Back in Korea any doubts about my decision to have moved there wore off with the jet lag. The country felt so dynamic and important. It seemed to me as if the people had been stretched back by a giant historical catapult and released. They were hurtling into the future.
Actually, there was nothing fanciful about this perception. When I arrived in Seoul in 1982, the Miracle on the Han, as economic development was termed, had been going for fifteen or so years and was very visible. Foreign visitors who had known the poverty of the recent past or who, as first-timers, had come expecting something bombed out, marveled at the jammed markets and stores, the speed with which orders were met, the fourteen-hour days and six-day workweeks, and the cityscapes filled with cranes. Seoul rattled with jackhammers. Just a few years earlier, people would pray for rain before they traveled out of the capital to avoid a journey wrapped in their own dust devil. Now the roads were being surfaced and the dust brushed off cars every morning was from construction.
That the Koreans were on the move and escaping poverty was undeniable. The odd thing, though, was that few outsiders saw them going any further.
Foreign specialists I called on as a journalist for perspective — diplomats, academics, bankers, security officials, as well as longtimers like missionaries and former Peace Corps volunteers — said growth had maxed. Whatever the planners were embarking on next struck these experts as foolhardy. Economic plans wouldn't work and any idea of democracy was doomed. The more articulate the expert, the more convincing his pessimistic thesis.

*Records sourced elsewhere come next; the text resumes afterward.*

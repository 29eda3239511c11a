//! Token verification.

pub mod jwt;

pub use jwt::{DisabledTokenVerifier, JwtTokenVerifier, issue_token};
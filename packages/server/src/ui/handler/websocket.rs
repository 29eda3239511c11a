//! WebSocket connection handlers.
//!
//! Each socket runs as two tasks: a reader that feeds frames to the router in
//! arrival order, and a pusher that drains the connection's outbound queue.
//! Whichever finishes first aborts the other, and a terminated connection
//! aborts both.

use std::sync::Arc;

use axum::{
    body::Bytes,
    extract::{
        State,
        ws::{Message, WebSocket, WebSocketUpgrade},
    },
    response::IntoResponse,
};
use futures_util::{
    sink::SinkExt,
    stream::{SplitSink, StreamExt},
};

use crate::{
    domain::{Connection, InboundFrame, OutboundFrame, OutboundReceiver},
    ui::state::AppState,
};

pub async fn websocket_handler(
    ws: WebSocketUpgrade,
    State(state): State<Arc<AppState>>,
) -> impl IntoResponse {
    ws.max_message_size(state.max_message_size)
        .max_frame_size(state.max_message_size)
        .on_upgrade(move |socket| handle_socket(socket, state))
}

/// Spawns a task that drains `rx` into the WebSocket sink.
///
/// A [`OutboundFrame::Close`] sends a close frame and ends the task, which in
/// turn tears down the reader.
fn pusher_loop(
    mut rx: OutboundReceiver,
    mut sender: SplitSink<WebSocket, Message>,
) -> tokio::task::JoinHandle<()> {
    tokio::spawn(async move {
        while let Some(frame) = rx.recv().await {
            let message = match frame {
                OutboundFrame::Text(text) => Message::Text(text.into()),
                OutboundFrame::Ping => Message::Ping(Bytes::new()),
                OutboundFrame::Close => {
                    let _ = sender.send(Message::Close(None)).await;
                    break;
                }
            };
            if sender.send(message).await.is_err() {
                break;
            }
        }
    })
}

async fn handle_socket(socket: WebSocket, state: Arc<AppState>) {
    let (connection, rx) = Connection::new(state.clock.now_millis());
    state.registry.attach(connection.clone()).await;
    tracing::info!(connection_id = %connection.id(), "Client connected");

    let (sender, mut receiver) = socket.split();

    let reader_state = state.clone();
    let reader_connection = connection.clone();

    // Spawn a task to receive frames from this client
    let mut recv_task = tokio::spawn(async move {
        while let Some(msg) = receiver.next().await {
            let msg = match msg {
                Ok(msg) => msg,
                Err(e) => {
                    tracing::warn!(connection_id = %reader_connection.id(), "WebSocket error: {}", e);
                    break;
                }
            };

            let frame = match &msg {
                Message::Text(text) => InboundFrame::Text(text.as_str()),
                Message::Binary(bytes) => InboundFrame::Binary(&bytes[..]),
                Message::Pong(_) => {
                    reader_connection.mark_alive();
                    continue;
                }
                Message::Ping(_) => {
                    // Answered by the WebSocket protocol layer
                    continue;
                }
                Message::Close(_) => {
                    tracing::info!(connection_id = %reader_connection.id(), "Client requested close");
                    break;
                }
            };

            match reader_state.router.route(&reader_connection, frame).await {
                Ok(outcome) => {
                    tracing::debug!(connection_id = %reader_connection.id(), ?outcome, "Frame routed");
                }
                Err(e) => {
                    tracing::error!(
                        connection_id = %reader_connection.id(),
                        error = %e,
                        "Outbound envelope failed validation"
                    );
                }
            }
        }
    });

    let mut send_task = pusher_loop(rx, sender);

    // If any one of the tasks completes, abort the other.
    // A terminated connection drops the socket even if the writer is stuck.
    tokio::select! {
        _ = &mut recv_task => send_task.abort(),
        _ = &mut send_task => recv_task.abort(),
        _ = connection.terminated() => {
            tracing::info!(connection_id = %connection.id(), "Connection terminated, dropping socket");
            recv_task.abort();
            send_task.abort();
        }
    };

    connection.terminate();
    state.registry.unregister(&connection).await;
    tracing::info!(connection_id = %connection.id(), "Client disconnected");
}
//! Domain layer: entities, value objects and the interfaces the relay needs
//! from its collaborators.

pub mod action;
pub mod auth;
pub mod connection;
pub mod envelope;
pub mod error;
pub mod identity;
pub mod registry;
pub mod value_object;

pub use action::{Action, GameEvent};
pub use auth::{AuthClaim, TokenVerifier};
pub use connection::{Connection, ConnectionId, ConnectionMeta, OutboundFrame, OutboundReceiver};
pub use envelope::{InboundEnvelope, InboundFrame, OutboundEnvelope, OutboundUser, UserRef};
pub use error::{BusError, ConnectionClosed, EnvelopeError, IdentityError, TrustError};
pub use identity::IdentityProvider;
pub use registry::{ConnectionRegistry, ConnectionSnapshot, RegisteredRole};
pub use value_object::{ANONYMOUS_USER_ID, Role, UNKNOWN_DISPLAY_NAME, UserId, ValueObjectError};
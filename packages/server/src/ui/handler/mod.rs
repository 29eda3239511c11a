//! Request handlers.

pub mod http;
pub mod websocket;

pub use http::{health_check, not_found, service_info};
pub use websocket::websocket_handler;
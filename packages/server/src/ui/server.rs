//! Server execution logic.

use std::{future::Future, sync::Arc};

use axum::{Router, routing::get};
use chrono::FixedOffset;
use survivors_shared::time::{Clock, SystemClock, offset_from_hours};
use tokio::{net::TcpListener, sync::watch};
use tower_http::trace::TraceLayer;

use crate::{
    config::RelayConfig,
    domain::{ConnectionRegistry, IdentityProvider, TokenVerifier},
    infrastructure::{
        auth::{DisabledTokenVerifier, JwtTokenVerifier},
        cache::{DisplayNameCache, MerchandiseCache},
        registry::InMemoryConnectionRegistry,
    },
    usecase::{
        DisplayNameResolver, EnvelopeRouter, ForwardActionUseCase, HeartbeatMonitor, JoinUseCase,
        MessageBus, RateLimiter, StorekeeperUseCase, TrustGate,
    },
};

use super::{
    handler::{health_check, not_found, service_info, websocket_handler},
    signal::shutdown_signal,
    state::AppState,
};

/// Relay server
///
/// Owns the whole object graph of the relay: one registry, one rate limiter
/// and one set of caches per server.
///
/// # Example
///
/// ```ignore
/// let server = Server::from_config(RelayConfig::default(), Arc::new(NoopIdentityProvider));
/// server.run().await?;
/// ```
pub struct Server {
    config: RelayConfig,
    clock: Arc<dyn Clock>,
    offset: FixedOffset,
    registry: Arc<dyn ConnectionRegistry>,
    router: Arc<EnvelopeRouter>,
    heartbeat: Arc<HeartbeatMonitor>,
    merchandise: Arc<MerchandiseCache>,
}

impl Server {
    /// Build a server on the system clock.
    pub fn from_config(config: RelayConfig, identity: Arc<dyn IdentityProvider>) -> Self {
        Self::new(config, identity, Arc::new(SystemClock))
    }

    pub fn new(
        config: RelayConfig,
        identity: Arc<dyn IdentityProvider>,
        clock: Arc<dyn Clock>,
    ) -> Self {
        let offset = offset_from_hours(config.utc_offset_hours);

        // 1. Registry and caches
        let registry: Arc<dyn ConnectionRegistry> = Arc::new(InMemoryConnectionRegistry::new());
        let display_names = Arc::new(DisplayNameCache::new());
        let merchandise = Arc::new(MerchandiseCache::new(clock.clone(), offset));

        // 2. Token verification
        let verifier: Arc<dyn TokenVerifier> = match config.jwt_secret() {
            Some(secret) => Arc::new(JwtTokenVerifier::new(secret)),
            None => {
                tracing::warn!("No extension secret configured, every token will be rejected");
                Arc::new(DisabledTokenVerifier)
            }
        };

        // 3. UseCases
        let bus = Arc::new(MessageBus::new(registry.clone(), display_names.clone()));
        let resolver = Arc::new(DisplayNameResolver::new(display_names, identity));
        let rate_limiter = Arc::new(RateLimiter::new(
            config.rate_limit_per_second,
            clock.clone(),
        ));
        let router = Arc::new(EnvelopeRouter::new(
            registry.clone(),
            bus.clone(),
            TrustGate::new(verifier),
            rate_limiter.clone(),
            merchandise.clone(),
            JoinUseCase::new(registry.clone(), bus.clone(), resolver.clone()),
            StorekeeperUseCase::new(bus.clone(), merchandise.clone()),
            ForwardActionUseCase::new(registry.clone(), bus, resolver),
        ));
        let heartbeat = Arc::new(HeartbeatMonitor::new(
            registry.clone(),
            rate_limiter,
            config.heartbeat_interval,
        ));

        Self {
            config,
            clock,
            offset,
            registry,
            router,
            heartbeat,
            merchandise,
        }
    }

    /// Bind to the configured host and port and serve until Ctrl+C or SIGTERM.
    ///
    /// # Errors
    ///
    /// Returns an error if the server fails to bind to the address or if
    /// there's an error during server execution.
    pub async fn run(self) -> Result<(), Box<dyn std::error::Error + Send + Sync>> {
        let bind_addr = format!("{}:{}", self.config.host, self.config.port);
        let listener = TcpListener::bind(&bind_addr).await?;
        tracing::info!("Connect to: ws://{}/ws", bind_addr);
        tracing::info!("Press Ctrl+C to shutdown gracefully");

        self.serve(listener, shutdown_signal()).await
    }

    /// Serve on an already bound listener until `shutdown` resolves.
    pub async fn serve<F>(
        self,
        listener: TcpListener,
        shutdown: F,
    ) -> Result<(), Box<dyn std::error::Error + Send + Sync>>
    where
        F: Future<Output = ()> + Send + 'static,
    {
        let (shutdown_tx, shutdown_rx) = watch::channel(false);
        let heartbeat_task = self.heartbeat.clone().start(shutdown_rx.clone());
        let midnight_task = self.merchandise.spawn_midnight_reset(shutdown_rx);

        let app_state = Arc::new(AppState {
            router: self.router,
            registry: self.registry.clone(),
            clock: self.clock.clone(),
            started_at: self.clock.now_millis(),
            offset: self.offset,
            max_message_size: self.config.max_message_size,
        });

        let app = Router::new()
            // WebSocket エンドポイント
            .route("/ws", get(websocket_handler))
            // HTTP エンドポイント
            .route("/health", get(health_check))
            .route("/", get(service_info))
            .fallback(not_found)
            .layer(TraceLayer::new_for_http())
            .with_state(app_state);

        tracing::info!("Relay listening on {}", listener.local_addr()?);

        let registry = self.registry;
        axum::serve(listener, app)
            .with_graceful_shutdown(async move {
                shutdown.await;
                let _ = shutdown_tx.send(true);
                // Upgraded sockets outlive the HTTP connection; close them explicitly
                for connection in registry.connections().await {
                    connection.terminate();
                }
            })
            .await?;

        if let Some(task) = heartbeat_task {
            let _ = task.await;
        }
        let _ = midnight_task.await;
        tracing::info!("Server shutdown complete");

        Ok(())
    }
}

I would have liked to argue but lacked the mental infrastructure. With economics especially, my roads were still unsurfaced. Visibility on a lot of issues was zero. Like most journalists I had a slim grip on anything to do with money. Fortunately, though, my fine British schooling included six years of Latin, and that helped me see the bigger picture. "Export," I could confirm, meant carrying out, and Korea had a carrying-out economy. Carrying out was done mainly by ships, which Korean companies had taken to making; small carrying-out stuff was put in containers, which Korean companies were also making. You get the picture? Koreans started by carrying out and then followed it up by making everything that went along with it. They still do. They might not have invented anything, but they quickly took to making parts of things and assembling them on such a scale that they cornered global markets. Carrying in was okay as long as the goods being carried in were useful for the people making stuff to carry out. Of course, no amount of carrying out would work if the merchants couldn't vend — from the Latin vendere — in overseas markets. Success abroad was the key to success at home. If a company was good at vending in alien forums, the centurions in government cleared the home battlefield for them — ordering banks to lend, keeping out pesky competitors, and letting them foist whatever they made onto the populus.
Beyond that understanding, I found myself in largely unexplored territory.

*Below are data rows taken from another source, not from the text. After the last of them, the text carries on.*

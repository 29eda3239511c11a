//! Logging setup for the relay binaries.

use tracing_subscriber::{layer::SubscriberExt, util::SubscriberInitExt};

/// Initialize the tracing subscriber with the specified default log level.
///
/// Both the library crates (`survivors_server`, `survivors_shared`) and the
/// running binary log at `default_log_level`. The `RUST_LOG` environment
/// variable overrides the whole filter.
///
/// # Examples
///
/// ```no_run
/// use survivors_shared::logger::setup_logger;
///
/// setup_logger("survivors_server", "info");
/// ```
pub fn setup_logger(binary_name: &str, default_log_level: &str) {
    let binary_target = binary_name.replace('-', "_");
    tracing_subscriber::registry()
        .with(
            tracing_subscriber::EnvFilter::try_from_default_env().unwrap_or_else(|_| {
                format!(
                    "survivors_server={level},survivors_shared={level},{binary}={level},tower_http=info",
                    level = default_log_level,
                    binary = binary_target,
                )
                .into()
            }),
        )
        .with(tracing_subscriber::fmt::layer())
        .init();
}
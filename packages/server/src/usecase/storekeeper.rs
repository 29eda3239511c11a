//! UseCase: 商人（storekeeper）情報の要求
//!
//! 当日分の商品レコードがキャッシュにあればそのまま返す。無ければゲームに
//! 要求を転送し、送信者には「現在商人はいない」旨を返す。

use std::sync::Arc;

use serde_json::json;

use crate::{
    domain::{Action, BusError, Connection, OutboundEnvelope, UserId},
    infrastructure::cache::MerchandiseCache,
};

use super::message_bus::MessageBus;

pub const NO_STOREKEEPER_MESSAGE: &str = "No storekeepers available right now";

#[derive(Debug, Clone, Copy, PartialEq, Eq)]
pub enum StorekeeperReply {
    /// Served from today's cached record.
    Cached,
    /// Request forwarded to the game, fallback sent to the requester.
    Requested,
}

/// 商人情報要求のユースケース
pub struct StorekeeperUseCase {
    bus: Arc<MessageBus>,
    merchandise: Arc<MerchandiseCache>,
}

impl StorekeeperUseCase {
    pub fn new(bus: Arc<MessageBus>, merchandise: Arc<MerchandiseCache>) -> Self {
        Self { bus, merchandise }
    }

    pub async fn execute(
        &self,
        connection: &Connection,
        user_id: &UserId,
        display_name: Option<&str>,
    ) -> Result<StorekeeperReply, BusError> {
        let action = Action::Storekeeper.as_str();
        let display_name = self.bus.display_name_for(user_id, display_name).await;

        if let Some(record) = self.merchandise.get().await {
            tracing::info!(user_id = %user_id, "Serving storekeeper from cache");
            let reply = OutboundEnvelope::new(user_id, display_name, action, Some(record));
            self.bus.send(connection, &reply)?;
            return Ok(StorekeeperReply::Cached);
        }

        tracing::info!(user_id = %user_id, "Storekeeper cache empty, asking the game");
        self.bus
            .send_to_game(user_id, Some(&display_name), action, None)
            .await?;
        let reply = OutboundEnvelope::new(
            user_id,
            display_name,
            action,
            Some(json!({ "error": NO_STOREKEEPER_MESSAGE })),
        );
        self.bus.send(connection, &reply)?;
        Ok(StorekeeperReply::Requested)
    }
}
//! Runtime settings of the relay.

use std::time::Duration;

pub const DEFAULT_PORT: u16 = 8080;
pub const DEFAULT_HEARTBEAT_INTERVAL_SECS: u64 = 30;
pub const DEFAULT_RATE_LIMIT_PER_SECOND: u32 = 5;
pub const DEFAULT_MAX_MESSAGE_SIZE: usize = 10 * 1024;
/// The merchandise cache rolls over at midnight in UTC-3.
pub const DEFAULT_UTC_OFFSET_HOURS: i32 = -3;

#[derive(Debug, Clone)]
pub struct RelayConfig {
    pub host: String,
    pub port: u16,
    pub heartbeat_interval: Duration,
    pub rate_limit_per_second: u32,
    pub max_message_size: usize,
    pub twitch_client_id: Option<String>,
    /// Doubles as the HS256 secret extension tokens are signed with.
    pub twitch_client_secret: Option<String>,
    pub utc_offset_hours: i32,
}

impl RelayConfig {
    pub fn jwt_secret(&self) -> Option<&[u8]> {
        self.twitch_client_secret
            .as_deref()
            .filter(|secret| !secret.is_empty())
            .map(str::as_bytes)
    }

    /// Both Twitch credentials, when configured.
    pub fn twitch_credentials(&self) -> Option<(&str, &str)> {
        match (
            self.twitch_client_id.as_deref(),
            self.twitch_client_secret.as_deref(),
        ) {
            (Some(id), Some(secret)) if !id.is_empty() && !secret.is_empty() => Some((id, secret)),
            _ => None,
        }
    }
}

impl Default for RelayConfig {
    fn default() -> Self {
        Self {
            host: "0.0.0.0".to_string(),
            port: DEFAULT_PORT,
            heartbeat_interval: Duration::from_secs(DEFAULT_HEARTBEAT_INTERVAL_SECS),
            rate_limit_per_second: DEFAULT_RATE_LIMIT_PER_SECOND,
            max_message_size: DEFAULT_MAX_MESSAGE_SIZE,
            twitch_client_id: None,
            twitch_client_secret: None,
            utc_offset_hours: DEFAULT_UTC_OFFSET_HOURS,
        }
    }
}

Not that this prevented me from writing about the economy and criticizing government policy. No great mystery there. Reporting is a daily journey into ignorance. The skill lies in the ability to identify people in the know, ask the right questions, and go with the ones whose responses you trust.
Which brings me back to my foreign experts. I also relied on them to make sense of the politics. The prevailing view here was that Korea would always be a dictatorship. That's what the Koreans I relied on also felt. I disagreed with all of them. My instincts told me that change was coming. I just wasn't any good at figuring out why, or expressing it.
"I don't know what you've been smoking," a senior Western diplomat (correspondent-code for the American ambassador) said at a lunch with a foreign press group after I'd said I felt democracy was around the corner. He had a point. That weekend, police had put opposition leaders under house arrest and tear-gassed a mass democracy protest. My traitorous colleagues around the table agreed with him. Dictators had been here for five thousand years and weren't going away.
But, I wondered, how come the policemen and students in democracy protests are so similar? They were brothers. So were the politicians. Opposition activists and government people came from the same schools and held the same values. The government folk shared a sense of national embarrassment about the then–military dictator, Chun Doo-hwan. He was there, so you simply did your best to get on with life, and for some who hated the previous dictators that meant joining his party, or joining the tame opposition — the ones we called opposition-by-day-ruling-party-by-night. They'd argue for their own interest but no one believed he should be there. Even religious people thought God must have been watching a baseball game and hadn't seen him sneak in. The Koreans had no serious ideological, religious, or racial differences. Being human they chose some issues to bicker over but these didn't run deep. That was because they weren't even a generation out of the rice paddy, certainly not long enough to build differences the disadvantaged could accept. Everyone's life was improving each year. A few people were getting very rich but their fingers had not yet fastened around the neck of opportunity. The dictator was scheduled to step down. Would he do it? Yes. He'd promised the American president. Seoul was hosting the Summer Olympics a few months after the end of his term. It would not be wrecked. That's how I saw things.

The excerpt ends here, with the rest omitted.